**REQUIREMENT**
If a line in the data below contains the word "floating", copy it out.

### RECORDS TO USE ###

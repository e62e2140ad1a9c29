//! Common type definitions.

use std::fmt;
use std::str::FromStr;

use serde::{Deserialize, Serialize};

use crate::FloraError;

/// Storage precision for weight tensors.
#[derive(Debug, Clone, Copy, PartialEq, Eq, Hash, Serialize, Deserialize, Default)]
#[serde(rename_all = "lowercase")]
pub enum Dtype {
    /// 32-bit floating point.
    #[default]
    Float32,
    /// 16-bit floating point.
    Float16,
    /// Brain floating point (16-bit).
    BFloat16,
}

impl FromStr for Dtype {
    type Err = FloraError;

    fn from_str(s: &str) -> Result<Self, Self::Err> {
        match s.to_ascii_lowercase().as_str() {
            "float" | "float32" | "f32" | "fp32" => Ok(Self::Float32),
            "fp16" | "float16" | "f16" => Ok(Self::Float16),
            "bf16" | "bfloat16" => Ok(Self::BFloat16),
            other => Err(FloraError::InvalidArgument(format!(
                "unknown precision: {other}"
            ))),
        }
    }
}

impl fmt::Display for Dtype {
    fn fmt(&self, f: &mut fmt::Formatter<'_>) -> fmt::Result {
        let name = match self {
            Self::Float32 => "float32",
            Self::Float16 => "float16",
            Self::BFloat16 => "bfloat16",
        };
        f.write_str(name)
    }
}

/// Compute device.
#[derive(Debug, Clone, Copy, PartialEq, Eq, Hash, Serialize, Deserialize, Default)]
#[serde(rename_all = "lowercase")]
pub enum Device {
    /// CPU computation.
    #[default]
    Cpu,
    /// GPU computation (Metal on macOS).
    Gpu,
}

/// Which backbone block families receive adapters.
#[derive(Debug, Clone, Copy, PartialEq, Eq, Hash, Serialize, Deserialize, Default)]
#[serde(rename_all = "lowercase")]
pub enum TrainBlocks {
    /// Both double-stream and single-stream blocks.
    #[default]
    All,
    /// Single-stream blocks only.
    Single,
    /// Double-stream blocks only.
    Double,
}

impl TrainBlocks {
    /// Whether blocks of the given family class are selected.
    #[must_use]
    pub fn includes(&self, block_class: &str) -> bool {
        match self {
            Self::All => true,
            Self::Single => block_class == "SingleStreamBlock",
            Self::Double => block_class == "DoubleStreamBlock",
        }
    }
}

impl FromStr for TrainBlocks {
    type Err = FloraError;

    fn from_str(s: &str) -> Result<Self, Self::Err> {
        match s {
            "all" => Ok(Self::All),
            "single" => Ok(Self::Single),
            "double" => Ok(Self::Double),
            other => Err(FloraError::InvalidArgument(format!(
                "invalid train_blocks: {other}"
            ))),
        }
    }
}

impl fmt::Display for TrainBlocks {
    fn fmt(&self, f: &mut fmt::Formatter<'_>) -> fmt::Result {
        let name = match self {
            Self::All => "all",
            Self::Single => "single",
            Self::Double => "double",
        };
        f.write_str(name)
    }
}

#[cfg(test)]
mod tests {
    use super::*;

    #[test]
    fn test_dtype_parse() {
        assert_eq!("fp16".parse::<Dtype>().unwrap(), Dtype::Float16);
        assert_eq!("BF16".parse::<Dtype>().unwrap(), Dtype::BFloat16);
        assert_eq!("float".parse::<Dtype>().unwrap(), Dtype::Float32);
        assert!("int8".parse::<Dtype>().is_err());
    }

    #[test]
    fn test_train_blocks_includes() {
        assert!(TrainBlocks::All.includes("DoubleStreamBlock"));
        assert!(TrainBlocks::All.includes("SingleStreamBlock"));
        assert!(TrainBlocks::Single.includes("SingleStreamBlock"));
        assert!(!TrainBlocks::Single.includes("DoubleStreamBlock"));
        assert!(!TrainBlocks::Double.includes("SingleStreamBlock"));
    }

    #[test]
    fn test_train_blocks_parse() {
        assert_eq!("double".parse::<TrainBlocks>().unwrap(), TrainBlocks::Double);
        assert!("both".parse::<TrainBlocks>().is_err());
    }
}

###

**RESULT OF THE TASK**
    /// 32-bit floating point.
    /// 16-bit floating point.
    /// Brain floating point (16-bit).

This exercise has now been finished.